The equal importance of the qualitative and quantitative characteristics of antigen presentation as well as the set of costimulatory signals provided by antigen presenting cells to T-cells in determining the outcome of T-cell responses at the time of antigen recognition is now clear. Moreover, an important function in innate mechanisms has been recently attributed to costimulatory molecules demonstrating their relevant role in different stages of immune response. In this paper, we demonstrated the ability of CD40L (CD154) and CD80 costimulatory molecules expression in a T-cell lymphoma to induce both T-cell dependent and independent immune responses leading to an important anti-tumor effect.
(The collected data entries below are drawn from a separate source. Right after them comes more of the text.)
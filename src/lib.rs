pub mod analysis;
pub mod export;
pub mod models;
pub mod service;
pub mod store;

pub use analysis::{AnalysisResponder, build_report, parse_view_flag};
pub use export::render_report;
pub use models::*;
pub use service::{AppState, build_router, create_app};
pub use store::{MongoSessionStore, SESSION_COLLECTION, SessionStore, StoreError};
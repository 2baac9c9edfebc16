use rafael_backend::create_app;
use tokio::net::TcpListener;
use tracing::{Level, info};
use tracing_subscriber::{EnvFilter, FmtSubscriber};

#[tokio::main]
async fn main() -> anyhow::Result<()> {
    // Initialize tracing
    let subscriber = FmtSubscriber::builder()
        .with_env_filter(EnvFilter::from_default_env().add_directive(Level::INFO.into()))
        .finish();
    tracing::subscriber::set_global_default(subscriber)?;

    let port = std::env::var("PORT")
        .unwrap_or_else(|_| "8000".to_string())
        .parse::<u16>()
        .unwrap_or(8000);

    // The app serves /analyze and /export even with no store configured.
    let app = create_app().await;
    let listener = TcpListener::bind(format!("0.0.0.0:{}", port)).await?;
    let addr = listener.local_addr()?;

    info!("RAFAEL backend starting on {}", addr);
    info!("Analysis endpoint: POST http://{}/analyze", addr);
    info!("Export endpoint: POST http://{}/export", addr);
    info!("Store status: GET http://{}/test", addr);

    axum::serve(listener, app).await?;

    Ok(())
}
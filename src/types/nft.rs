//! NFT registry records.
//!
//! NFTs are content-hash addressed: the `content_hash -> nft_id` binding
//! is a bijection enforced by a secondary store index. Instance ids live
//! above the fungible token range and are balances like any other token.

use ssz_rs::prelude::*;

// The crate-level `Result` alias must stay out of scope here: the
// `SimpleSerialize` derive expands an unqualified two-parameter
// `Result` and would pick up the alias.
use crate::error::KernelError;
use crate::store::prefix;
use crate::types::{AccountId, Amount, EthAddress, Hash, NftId};

/// Supported issuance protocols.
#[derive(Debug, Clone, Copy, PartialEq, Eq, Default)]
pub enum ErcProtocol {
    /// Single-instance tokens; mint amount must be exactly 1.
    #[default]
    Erc721,
    /// Multi-instance tokens.
    Erc1155,
}

impl ErcProtocol {
    pub fn to_u16(self) -> u16 {
        match self {
            ErcProtocol::Erc721 => 721,
            ErcProtocol::Erc1155 => 1155,
        }
    }

    pub fn from_u16(value: u16) -> Option<Self> {
        match value {
            721 => Some(ErcProtocol::Erc721),
            1155 => Some(ErcProtocol::Erc1155),
            _ => None,
        }
    }
}

/// Registry record for one minted NFT.
#[derive(Debug, Clone, PartialEq, Eq)]
pub struct NftStatus {
    pub id: NftId,
    pub creator_account_id: AccountId,
    pub creator_eth_address: EthAddress,
    /// Per-creator serial number, tracked as a balance on the reserved
    /// counter token.
    pub creator_serial_id: u64,
    pub erc_protocol: ErcProtocol,
    pub mint_amount: Amount,
    pub burned_amount: Amount,
    pub content_hash: Hash,
}

impl NftStatus {
    /// Deterministic store encoding.
    pub fn to_bytes(&self) -> crate::error::Result<Vec<u8>> {
        let mut creator_eth = [0u8; 32];
        creator_eth[..20].copy_from_slice(&self.creator_eth_address);
        let record = NftStatusRecord {
            id: self.id,
            creator_account_id: self.creator_account_id as u64,
            creator_eth,
            creator_serial_id: self.creator_serial_id,
            protocol_raw: self.erc_protocol.to_u16() as u64,
            mint_amount: self.mint_amount,
            burned_amount: self.burned_amount,
            content_hash: self.content_hash,
        };
        ssz_rs::serialize(&record).map_err(|_| KernelError::Corrupt(prefix::NFT_STATUS))
    }

    pub fn from_bytes(data: &[u8]) -> crate::error::Result<Self> {
        let record: NftStatusRecord =
            ssz_rs::deserialize(data).map_err(|_| KernelError::Corrupt(prefix::NFT_STATUS))?;
        let mut creator_eth_address = [0u8; 20];
        creator_eth_address.copy_from_slice(&record.creator_eth[..20]);
        Ok(Self {
            id: record.id,
            creator_account_id: record.creator_account_id as AccountId,
            creator_eth_address,
            creator_serial_id: record.creator_serial_id,
            erc_protocol: ErcProtocol::from_u16(record.protocol_raw as u16)
                .ok_or(KernelError::Corrupt(prefix::NFT_STATUS))?,
            mint_amount: record.mint_amount,
            burned_amount: record.burned_amount,
            content_hash: record.content_hash,
        })
    }
}

/// Fixed-shape SSZ record backing [`NftStatus`] persistence.
#[derive(Debug, Clone, PartialEq, Eq, Default, SimpleSerialize)]
struct NftStatusRecord {
    id: u64,
    creator_account_id: u64,
    creator_eth: [u8; 32],
    creator_serial_id: u64,
    protocol_raw: u64,
    mint_amount: u64,
    burned_amount: u64,
    content_hash: [u8; 32],
}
CD40 expression by LBC cells enhanced only T-cell dependent anti-tumor immune response resulting in tumor rejection. Furthermore, this work represents the first report to describe complete tumor rejection after co-inoculation of lymphoma cells transfected with CD40L and CD80 in either presence or absence of CD40 expressing lymphoma cells. In addition, this synergistic effect resulted in long lasting immunity to parental tumor cells. Co-inoculation of tumor cells each genetically modified to express a different costimulatory molecule circumvents the need to co-transfect genetically unstable tumor cells and represents an option for those weakly or non-immunogenic tumors where either treatment alone proved to be inefficient. This strategy represents a promising approach for inducing anti-tumor immunity and provides a new rational design of cancer therapies.